Channels	Coalitions	Feasibility
5	32	Trivial
10	1,024	Seconds
15	32,768	Minutes
20	1,048,576	Hours
25	33,554,432	Impractical

With 10 channels, exact computation is fast. With 20, it becomes expensive. With 25+, it’s impractical without approximation.

Monte Carlo sampling makes Shapley values feasible at scale. Instead of evaluating every possible coalition, you sample random orderings of channels and compute marginal contributions for each. With enough samples (typically 1,000-10,000 iterations), the approximation converges close to the exact values. The trade-off is precision: you get estimates with confidence intervals rather than exact numbers.

Shapley vs. Markov: when to use which

Markov chains and Shapley values both measure channel contribution through counterfactual analysis. They differ in how they model the problem:

Markov chains excel when journey sequence matters. The transition probability from Paid Search to Email might differ meaningfully from Email to Paid Search. Markov models capture these directional asymmetries because they explicitly model transitions. If the order in which channels appear in the journey matters to your business — and it usually does in e-commerce and SaaS — Markov chains preserve that information.

Shapley values treat channels as interchangeable coalition members without inherent ordering. They answer “does this channel contribute?” rather than “does this channel contribute at this point in the journey?” This makes sense when you care more about which channels appear than the order they appear in.

In practice, Markov chains are more common for three reasons:

Lower computational cost — matrix operations vs. 2^n coalition evaluations
Intuitive interpretation — transition probabilities map to real customer behavior that stakeholders can understand and validate
Good empirical performance — removal effects produce channel valuations that align well with incrementality test results

Shapley values shine in specific scenarios:

Regulatory requirements demand provable methodology with documented fairness guarantees
Stakeholder trust requires mathematical proof that the attribution is unbiased
Channel count is manageable (under 15) making exact computation feasible
Coalition effects matter more than sequence effects — you need to understand how channels interact in groups, not just in sequences

Implementation approach

Unlike Markov attribution, where SQL handles path extraction and Python handles matrix operations, Shapley value computation is almost entirely in Python. The SQL portion is simpler — you need conversion data segmented by which channels were present in each journey, but you don’t need the sequential path information.

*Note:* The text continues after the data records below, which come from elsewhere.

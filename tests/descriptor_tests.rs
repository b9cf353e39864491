//! Descriptor Allocation Tests
//!
//! Tests for:
//! - DescriptorPoolManager: pool reuse, pending-release queue, reset on
//!   recycle, pool retirement, teardown contract
//! - DescriptorSetAllocator: exhausted-pool cycling, individual freeing,
//!   weak back-reference release
//! - DynamicDescriptorSetAllocator: pool growth, peak tracking, whole-pool
//!   frame recycling

use std::sync::Arc;

use framepool::device::{DescriptorDevice, SetLayoutHandle};
use framepool::{
    DescriptorPoolConfig, DescriptorPoolManager, DescriptorPoolSize, DescriptorSetAllocator,
    DescriptorType, DynamicDescriptorSetAllocator, HeadlessDevice, QueueMask,
};

fn init_logger() {
    let _ = env_logger::builder().is_test(true).try_init();
}

fn config(max_sets: u32, allow_individual_free: bool) -> DescriptorPoolConfig {
    DescriptorPoolConfig {
        pool_sizes: vec![
            DescriptorPoolSize {
                ty: DescriptorType::UniformBufferDynamic,
                count: max_sets,
            },
            DescriptorPoolSize {
                ty: DescriptorType::CombinedImageSampler,
                count: max_sets * 2,
            },
        ],
        max_sets,
        allow_individual_free,
    }
}

fn layout() -> SetLayoutHandle {
    SetLayoutHandle::new(0xFEED)
}

// ============================================================================
// DescriptorPoolManager Tests
// ============================================================================

#[test]
fn freed_pools_are_reused_before_creating_new_ones() {
    init_logger();
    let device = Arc::new(HeadlessDevice::new());
    let manager = DescriptorPoolManager::new(device.clone(), "MainPool", config(8, false));

    let pool = manager.get_pool().unwrap();
    let handle = pool.handle();
    manager.free_pool(pool);
    assert_eq!(manager.free_pool_count(), 1);

    let pool = manager.get_pool().unwrap();
    assert_eq!(pool.handle(), handle);
    assert_eq!(manager.created_pool_count(), 1);

    manager.free_pool(pool);
    manager.destroy(0);
    assert_eq!(device.live_pool_count(), 0);
}

#[test]
fn pending_pools_wait_for_their_completion_token() {
    init_logger();
    let device = Arc::new(HeadlessDevice::new());
    let manager = DescriptorPoolManager::new(device.clone(), "PendingPool", config(8, false));

    let first = manager.get_pool().unwrap();
    let second = manager.get_pool().unwrap();
    manager.discard_pools([first], QueueMask::from_index(0), 1);
    manager.discard_pools([second], QueueMask::from_index(0), 2);
    assert_eq!(manager.pending_pool_count(), 2);

    manager.release_stale_pools(1);
    assert_eq!(manager.free_pool_count(), 1);
    assert_eq!(manager.pending_pool_count(), 1);

    manager.release_stale_pools(2);
    assert_eq!(manager.free_pool_count(), 2);
    assert_eq!(manager.pending_pool_count(), 0);

    manager.destroy(2);
    assert_eq!(device.live_pool_count(), 0);
}

#[test]
fn recycled_pools_come_back_reset() {
    init_logger();
    let device = Arc::new(HeadlessDevice::new());
    let manager = DescriptorPoolManager::new(device.clone(), "ResetPool", config(1, false));

    let pool = manager.get_pool().unwrap();
    let handle = pool.handle();
    device.allocate_set(handle, layout()).unwrap();
    manager.discard_pools([pool], QueueMask::from_index(0), 1);
    manager.release_stale_pools(1);

    // Same pool, full capacity again.
    let pool = manager.get_pool().unwrap();
    assert_eq!(pool.handle(), handle);
    assert!(device.allocate_set(handle, layout()).is_ok());

    manager.free_pool(pool);
    manager.destroy(1);
}

#[test]
fn retired_pools_are_never_handed_out_again() {
    init_logger();
    let device = Arc::new(HeadlessDevice::new());
    let manager = DescriptorPoolManager::new(device.clone(), "RetiredPool", config(1, false));

    let pool = manager.get_pool().unwrap();
    let handle = pool.handle();
    manager.retire_pool(pool);
    assert_eq!(manager.free_pool_count(), 0);
    assert_eq!(manager.retired_pool_count(), 1);

    let fresh = manager.get_pool().unwrap();
    assert_ne!(fresh.handle(), handle);

    manager.free_pool(fresh);
    manager.destroy(0);
    assert_eq!(device.live_pool_count(), 0);
}

#[test]
#[should_panic(expected = "device must be idled")]
fn manager_destroy_with_pending_pools_is_fatal() {
    init_logger();
    let device = Arc::new(HeadlessDevice::new());
    let manager = DescriptorPoolManager::new(device, "FatalPool", config(4, false));
    let pool = manager.get_pool().unwrap();
    manager.discard_pools([pool], QueueMask::ALL, 3);
    manager.destroy(2);
}

// ============================================================================
// DescriptorSetAllocator Tests
// ============================================================================

#[test]
fn exhausted_pools_are_cycled_with_one_retry() {
    init_logger();
    let device = Arc::new(HeadlessDevice::new());
    let allocator = DescriptorSetAllocator::new(device.clone(), "SetAlloc", config(2, false));
    let mask = QueueMask::from_index(0);

    let a = allocator.allocate(mask, layout()).unwrap();
    let b = allocator.allocate(mask, layout()).unwrap();
    // Third set exhausts the first pool and lands in a fresh one.
    let c = allocator.allocate(mask, layout()).unwrap();
    assert_eq!(allocator.created_pool_count(), 2);
    assert_ne!(a.set(), b.set());
    assert_ne!(b.set(), c.set());
    assert_ne!(a.pool(), c.pool());

    drop(a);
    drop(b);
    drop(c);
    allocator.destroy(0);
    assert_eq!(device.live_pool_count(), 0);
}

#[test]
fn repeated_exhaustion_always_lands_on_a_new_pool() {
    init_logger();
    let device = Arc::new(HeadlessDevice::new());
    // One set per pool without individual freeing: every allocation after
    // the first exhausts the current pool, so a stale pool creeping back
    // into circulation would stall the allocator on its single retry.
    let allocator = DescriptorSetAllocator::new(device.clone(), "TinyPoolAlloc", config(1, false));
    let mask = QueueMask::from_index(0);

    let sets: Vec<_> = (0..4)
        .map(|_| allocator.allocate(mask, layout()).unwrap())
        .collect();
    assert_eq!(allocator.created_pool_count(), 4);

    let mut handles: Vec<_> = sets.iter().map(|s| s.set()).collect();
    handles.sort_unstable();
    handles.dedup();
    assert_eq!(handles.len(), 4);

    drop(sets);
    allocator.destroy(0);
    assert_eq!(device.live_pool_count(), 0);
}

#[test]
fn individual_freeing_returns_capacity_without_new_pools() {
    init_logger();
    let device = Arc::new(HeadlessDevice::new());
    let allocator = DescriptorSetAllocator::new(device.clone(), "FreeingAlloc", config(1, true));
    let mask = QueueMask::from_index(1);

    let first = allocator.allocate(mask, layout()).unwrap();
    assert_eq!(first.queue_mask(), mask);
    first.release();

    // The freed set made room in the same pool.
    let second = allocator.allocate(mask, layout()).unwrap();
    assert_eq!(allocator.created_pool_count(), 1);

    drop(second);
    allocator.destroy(0);
    assert_eq!(device.live_pool_count(), 0);
}

#[test]
fn releasing_a_set_after_allocator_teardown_is_a_noop() {
    init_logger();
    let device = Arc::new(HeadlessDevice::new());
    let allocator = DescriptorSetAllocator::new(device, "ShortLivedAlloc", config(4, true));

    let allocation = allocator.allocate(QueueMask::ALL, layout()).unwrap();
    drop(allocator);
    // The weak back-reference fails to upgrade; the set died with its pool.
    drop(allocation);
}

// ============================================================================
// DynamicDescriptorSetAllocator Tests
// ============================================================================

#[test]
fn dynamic_allocator_appends_pools_as_they_fill() {
    init_logger();
    let device = Arc::new(HeadlessDevice::new());
    let manager = Arc::new(DescriptorPoolManager::new(
        device.clone(),
        "DynPool",
        config(4, false),
    ));
    let mut allocator = DynamicDescriptorSetAllocator::new(manager.clone(), "Ctx0");

    let mut sets = Vec::new();
    for _ in 0..10 {
        sets.push(allocator.allocate(layout()).unwrap());
    }
    sets.sort_unstable();
    sets.dedup();
    assert_eq!(sets.len(), 10);
    assert_eq!(allocator.allocated_pool_count(), 3);
    assert_eq!(allocator.peak_pool_count(), 3);

    allocator.release_pools(QueueMask::from_index(0), 1);
    assert_eq!(allocator.allocated_pool_count(), 0);
    assert_eq!(manager.pending_pool_count(), 3);

    drop(allocator);
    manager.destroy(1);
    assert_eq!(device.live_pool_count(), 0);
}

#[test]
fn dynamic_pools_are_recycled_across_frames() {
    init_logger();
    let device = Arc::new(HeadlessDevice::new());
    let manager = Arc::new(DescriptorPoolManager::new(
        device.clone(),
        "FramePool",
        config(4, false),
    ));
    let mut allocator = DynamicDescriptorSetAllocator::new(manager.clone(), "Ctx1");

    for frame in 1..=4u64 {
        for _ in 0..8 {
            allocator.allocate(layout()).unwrap();
        }
        allocator.release_pools(QueueMask::from_index(0), frame);
        manager.release_stale_pools(frame);
    }

    // Steady state: the two pools from frame 1 keep cycling.
    assert_eq!(manager.created_pool_count(), 2);
    assert_eq!(allocator.peak_pool_count(), 2);

    drop(allocator);
    manager.destroy(4);
    assert_eq!(device.live_pool_count(), 0);
}

#[test]
#[should_panic(expected = "release_pools() was not called")]
fn dropping_a_dynamic_allocator_with_held_pools_is_fatal() {
    init_logger();
    let device = Arc::new(HeadlessDevice::new());
    let manager = Arc::new(DescriptorPoolManager::new(device, "LeakPool", config(4, false)));
    let mut allocator = DynamicDescriptorSetAllocator::new(manager, "LeakyCtx");
    let _ = allocator.allocate(layout()).unwrap();
    drop(allocator);
}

-- For each conversion, which channels were present?
SELECT
  conversion_id,
  ARRAY_AGG(DISTINCT channel) AS channels_present,
  revenue
FROM {{ ref('int__touchpoints') }}
GROUP BY conversion_id, revenue

Python then:

Identifies all unique channels
Generates coalitions (all subsets, or Monte Carlo samples for large channel counts)
Calculates conversion probability for each coalition
Computes marginal contributions
Weights and sums to produce Shapley values

Libraries like shap (originally designed for ML model explanation) and custom implementations handle this. The marketing-attribution-models Python package includes Shapley attribution alongside Markov chains.

Practical considerations

Channel grouping matters even more for Shapley values than for Markov chains. Every additional channel doubles the number of coalitions. Collapsing “Facebook Ads” and “Instagram Ads” into “Meta Ads” isn’t just about data sparsity — it’s about computational feasibility.

Running both Markov and Shapley on the same data provides a useful cross-check. When both methods rank channels similarly, confidence is high. When they diverge, investigate whether the disagreement is driven by sequence effects (which Markov captures but Shapley ignores) or coalition effects (which Shapley captures more rigorously). This feeds into the broader disagreement-as-signal framework.

No attribution model captures perfect truth — customer decisions are influenced by factors no model can measure (word-of-mouth, competitor actions, life circumstances). Shapley values provide a provably fair distribution of credit among measured channels. The tradeoff is the additional computational cost versus heuristic approaches.